▶ **What to do**
Using the entries below, copy out all lines where "into" is found.
(Recorded data begins)
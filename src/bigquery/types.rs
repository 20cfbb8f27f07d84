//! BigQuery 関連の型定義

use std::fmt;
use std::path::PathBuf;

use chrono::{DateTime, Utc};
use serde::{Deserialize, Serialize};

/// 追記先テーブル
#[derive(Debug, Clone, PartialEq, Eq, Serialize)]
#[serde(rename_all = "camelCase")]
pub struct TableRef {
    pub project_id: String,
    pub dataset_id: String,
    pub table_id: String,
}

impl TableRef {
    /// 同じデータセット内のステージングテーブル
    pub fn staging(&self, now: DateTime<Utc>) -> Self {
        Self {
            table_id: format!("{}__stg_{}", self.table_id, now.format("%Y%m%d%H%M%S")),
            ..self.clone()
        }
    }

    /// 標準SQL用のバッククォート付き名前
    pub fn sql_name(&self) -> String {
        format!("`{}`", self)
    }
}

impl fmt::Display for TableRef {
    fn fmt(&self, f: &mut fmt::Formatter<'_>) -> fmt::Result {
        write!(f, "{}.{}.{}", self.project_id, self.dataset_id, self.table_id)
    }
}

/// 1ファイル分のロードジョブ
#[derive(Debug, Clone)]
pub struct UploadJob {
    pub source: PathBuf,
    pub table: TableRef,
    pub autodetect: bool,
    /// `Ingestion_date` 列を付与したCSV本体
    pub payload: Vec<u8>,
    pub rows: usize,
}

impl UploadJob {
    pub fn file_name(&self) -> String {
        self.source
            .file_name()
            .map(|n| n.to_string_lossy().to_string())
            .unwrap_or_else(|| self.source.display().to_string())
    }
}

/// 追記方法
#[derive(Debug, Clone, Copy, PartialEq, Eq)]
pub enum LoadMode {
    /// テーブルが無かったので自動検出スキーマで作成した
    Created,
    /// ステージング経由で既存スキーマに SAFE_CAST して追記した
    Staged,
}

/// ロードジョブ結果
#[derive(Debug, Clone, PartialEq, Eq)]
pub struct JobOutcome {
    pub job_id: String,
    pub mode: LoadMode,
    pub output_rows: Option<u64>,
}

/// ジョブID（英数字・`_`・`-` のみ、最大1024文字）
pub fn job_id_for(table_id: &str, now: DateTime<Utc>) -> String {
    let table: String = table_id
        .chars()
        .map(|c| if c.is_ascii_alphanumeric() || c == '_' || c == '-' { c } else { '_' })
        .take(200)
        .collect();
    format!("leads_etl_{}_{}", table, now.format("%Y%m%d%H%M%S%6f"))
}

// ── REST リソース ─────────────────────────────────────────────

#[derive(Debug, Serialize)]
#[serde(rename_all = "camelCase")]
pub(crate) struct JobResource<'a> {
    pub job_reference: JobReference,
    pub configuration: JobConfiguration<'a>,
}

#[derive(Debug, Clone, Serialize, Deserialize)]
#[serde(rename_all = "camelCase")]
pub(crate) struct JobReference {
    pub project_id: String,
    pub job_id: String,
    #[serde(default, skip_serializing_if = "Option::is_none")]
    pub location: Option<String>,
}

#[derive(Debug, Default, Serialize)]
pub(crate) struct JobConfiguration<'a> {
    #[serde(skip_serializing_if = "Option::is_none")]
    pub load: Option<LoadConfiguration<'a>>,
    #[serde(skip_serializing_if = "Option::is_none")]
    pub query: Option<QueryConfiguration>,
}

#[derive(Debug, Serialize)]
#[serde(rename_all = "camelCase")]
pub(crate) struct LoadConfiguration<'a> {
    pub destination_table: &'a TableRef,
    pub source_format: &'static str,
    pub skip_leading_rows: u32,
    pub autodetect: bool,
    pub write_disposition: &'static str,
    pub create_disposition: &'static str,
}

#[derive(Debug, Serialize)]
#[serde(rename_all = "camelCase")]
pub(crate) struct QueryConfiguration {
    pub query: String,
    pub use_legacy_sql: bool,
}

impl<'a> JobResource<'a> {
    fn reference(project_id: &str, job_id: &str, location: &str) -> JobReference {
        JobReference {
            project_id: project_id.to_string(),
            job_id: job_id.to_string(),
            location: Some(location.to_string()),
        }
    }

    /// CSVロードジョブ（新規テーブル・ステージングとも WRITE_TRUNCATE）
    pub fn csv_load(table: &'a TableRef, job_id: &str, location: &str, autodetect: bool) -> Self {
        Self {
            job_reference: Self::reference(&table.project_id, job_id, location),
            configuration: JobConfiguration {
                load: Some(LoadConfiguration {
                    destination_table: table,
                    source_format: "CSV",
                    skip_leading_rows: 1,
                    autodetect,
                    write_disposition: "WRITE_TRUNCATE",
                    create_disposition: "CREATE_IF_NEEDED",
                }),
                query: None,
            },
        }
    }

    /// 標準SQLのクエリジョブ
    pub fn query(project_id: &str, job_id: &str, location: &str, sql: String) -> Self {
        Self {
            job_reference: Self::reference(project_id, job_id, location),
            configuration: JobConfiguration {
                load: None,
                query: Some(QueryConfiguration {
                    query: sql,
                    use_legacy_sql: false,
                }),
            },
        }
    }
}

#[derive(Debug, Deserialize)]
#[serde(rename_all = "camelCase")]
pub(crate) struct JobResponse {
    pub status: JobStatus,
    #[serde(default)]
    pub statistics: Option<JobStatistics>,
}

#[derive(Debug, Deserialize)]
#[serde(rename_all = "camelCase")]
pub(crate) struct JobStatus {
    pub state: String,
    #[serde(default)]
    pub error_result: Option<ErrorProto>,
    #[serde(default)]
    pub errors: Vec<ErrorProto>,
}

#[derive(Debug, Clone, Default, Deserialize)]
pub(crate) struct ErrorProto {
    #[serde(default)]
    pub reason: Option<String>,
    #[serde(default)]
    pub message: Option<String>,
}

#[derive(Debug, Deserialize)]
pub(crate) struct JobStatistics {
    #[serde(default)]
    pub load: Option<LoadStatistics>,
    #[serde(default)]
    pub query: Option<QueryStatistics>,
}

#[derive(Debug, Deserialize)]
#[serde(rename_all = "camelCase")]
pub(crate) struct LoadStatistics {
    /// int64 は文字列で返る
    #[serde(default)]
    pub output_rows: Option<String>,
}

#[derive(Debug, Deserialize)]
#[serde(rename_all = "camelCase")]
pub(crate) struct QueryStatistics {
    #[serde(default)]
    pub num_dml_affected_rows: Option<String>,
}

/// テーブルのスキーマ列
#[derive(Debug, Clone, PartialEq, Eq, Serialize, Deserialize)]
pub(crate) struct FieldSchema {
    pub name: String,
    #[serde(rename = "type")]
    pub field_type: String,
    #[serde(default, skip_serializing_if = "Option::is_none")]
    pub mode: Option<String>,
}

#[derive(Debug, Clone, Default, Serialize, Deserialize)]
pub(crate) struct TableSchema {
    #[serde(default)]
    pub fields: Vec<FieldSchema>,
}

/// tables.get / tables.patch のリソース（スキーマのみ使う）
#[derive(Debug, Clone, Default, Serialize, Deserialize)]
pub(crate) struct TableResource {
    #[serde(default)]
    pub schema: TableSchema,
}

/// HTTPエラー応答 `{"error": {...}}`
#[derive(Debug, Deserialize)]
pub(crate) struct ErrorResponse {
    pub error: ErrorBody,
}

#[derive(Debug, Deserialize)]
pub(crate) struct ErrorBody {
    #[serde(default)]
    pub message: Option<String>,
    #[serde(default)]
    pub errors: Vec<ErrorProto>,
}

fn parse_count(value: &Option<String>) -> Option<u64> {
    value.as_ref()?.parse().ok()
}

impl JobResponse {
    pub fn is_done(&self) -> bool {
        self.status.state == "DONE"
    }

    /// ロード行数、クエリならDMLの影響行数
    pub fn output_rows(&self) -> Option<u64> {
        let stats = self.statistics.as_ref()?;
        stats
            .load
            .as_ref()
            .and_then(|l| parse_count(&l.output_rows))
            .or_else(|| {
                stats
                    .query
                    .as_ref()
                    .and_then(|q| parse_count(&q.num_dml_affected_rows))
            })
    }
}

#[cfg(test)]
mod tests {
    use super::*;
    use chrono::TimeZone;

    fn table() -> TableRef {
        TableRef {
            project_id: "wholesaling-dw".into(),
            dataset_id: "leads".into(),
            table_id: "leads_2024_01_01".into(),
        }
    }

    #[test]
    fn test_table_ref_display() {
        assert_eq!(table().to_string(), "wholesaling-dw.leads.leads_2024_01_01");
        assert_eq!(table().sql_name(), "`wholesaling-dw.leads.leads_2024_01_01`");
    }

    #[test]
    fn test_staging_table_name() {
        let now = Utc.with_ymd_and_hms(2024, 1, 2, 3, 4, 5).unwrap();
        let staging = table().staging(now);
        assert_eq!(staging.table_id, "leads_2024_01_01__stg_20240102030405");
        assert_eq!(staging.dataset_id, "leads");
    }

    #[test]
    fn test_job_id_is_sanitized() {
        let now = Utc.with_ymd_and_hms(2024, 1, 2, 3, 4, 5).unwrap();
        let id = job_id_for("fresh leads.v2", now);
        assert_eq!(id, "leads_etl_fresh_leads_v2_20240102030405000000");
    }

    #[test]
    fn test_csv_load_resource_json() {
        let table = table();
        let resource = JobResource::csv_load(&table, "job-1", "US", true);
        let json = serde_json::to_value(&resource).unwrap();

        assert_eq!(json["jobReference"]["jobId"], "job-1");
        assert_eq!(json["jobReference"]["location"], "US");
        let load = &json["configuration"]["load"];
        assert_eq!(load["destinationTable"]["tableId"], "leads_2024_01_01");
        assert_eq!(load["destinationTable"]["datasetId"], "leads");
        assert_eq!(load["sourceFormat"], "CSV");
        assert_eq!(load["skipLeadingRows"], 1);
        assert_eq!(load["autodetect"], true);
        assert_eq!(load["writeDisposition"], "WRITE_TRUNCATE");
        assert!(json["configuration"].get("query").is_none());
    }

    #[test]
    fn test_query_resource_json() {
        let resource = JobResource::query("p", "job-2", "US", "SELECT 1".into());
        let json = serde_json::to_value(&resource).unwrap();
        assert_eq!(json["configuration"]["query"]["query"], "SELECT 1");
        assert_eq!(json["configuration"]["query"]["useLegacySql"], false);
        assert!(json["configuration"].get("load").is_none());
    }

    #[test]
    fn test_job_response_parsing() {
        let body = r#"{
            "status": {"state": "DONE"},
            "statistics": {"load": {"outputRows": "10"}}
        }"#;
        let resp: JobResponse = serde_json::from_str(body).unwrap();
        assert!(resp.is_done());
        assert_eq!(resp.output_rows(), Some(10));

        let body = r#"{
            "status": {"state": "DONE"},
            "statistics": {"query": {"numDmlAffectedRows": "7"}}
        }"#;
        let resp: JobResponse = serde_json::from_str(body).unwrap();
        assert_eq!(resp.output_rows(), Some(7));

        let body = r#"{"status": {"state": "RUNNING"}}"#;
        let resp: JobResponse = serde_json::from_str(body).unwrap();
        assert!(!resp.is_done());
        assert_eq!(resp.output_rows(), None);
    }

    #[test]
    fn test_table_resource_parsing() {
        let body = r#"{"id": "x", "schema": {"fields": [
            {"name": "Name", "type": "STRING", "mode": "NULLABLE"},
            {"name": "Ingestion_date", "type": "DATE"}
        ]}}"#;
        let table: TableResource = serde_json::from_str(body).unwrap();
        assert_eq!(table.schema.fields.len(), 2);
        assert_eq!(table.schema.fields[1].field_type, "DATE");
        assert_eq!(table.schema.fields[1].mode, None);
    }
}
(Recorded data ends)
▶ **Result of the task**
            project_id: "wholesaling-dw".into(),
            dataset_id: "leads".into(),
            table_id: "leads_2024_01_01".into(),
        let resource = JobResource::query("p", "job-2", "US", "SELECT 1".into());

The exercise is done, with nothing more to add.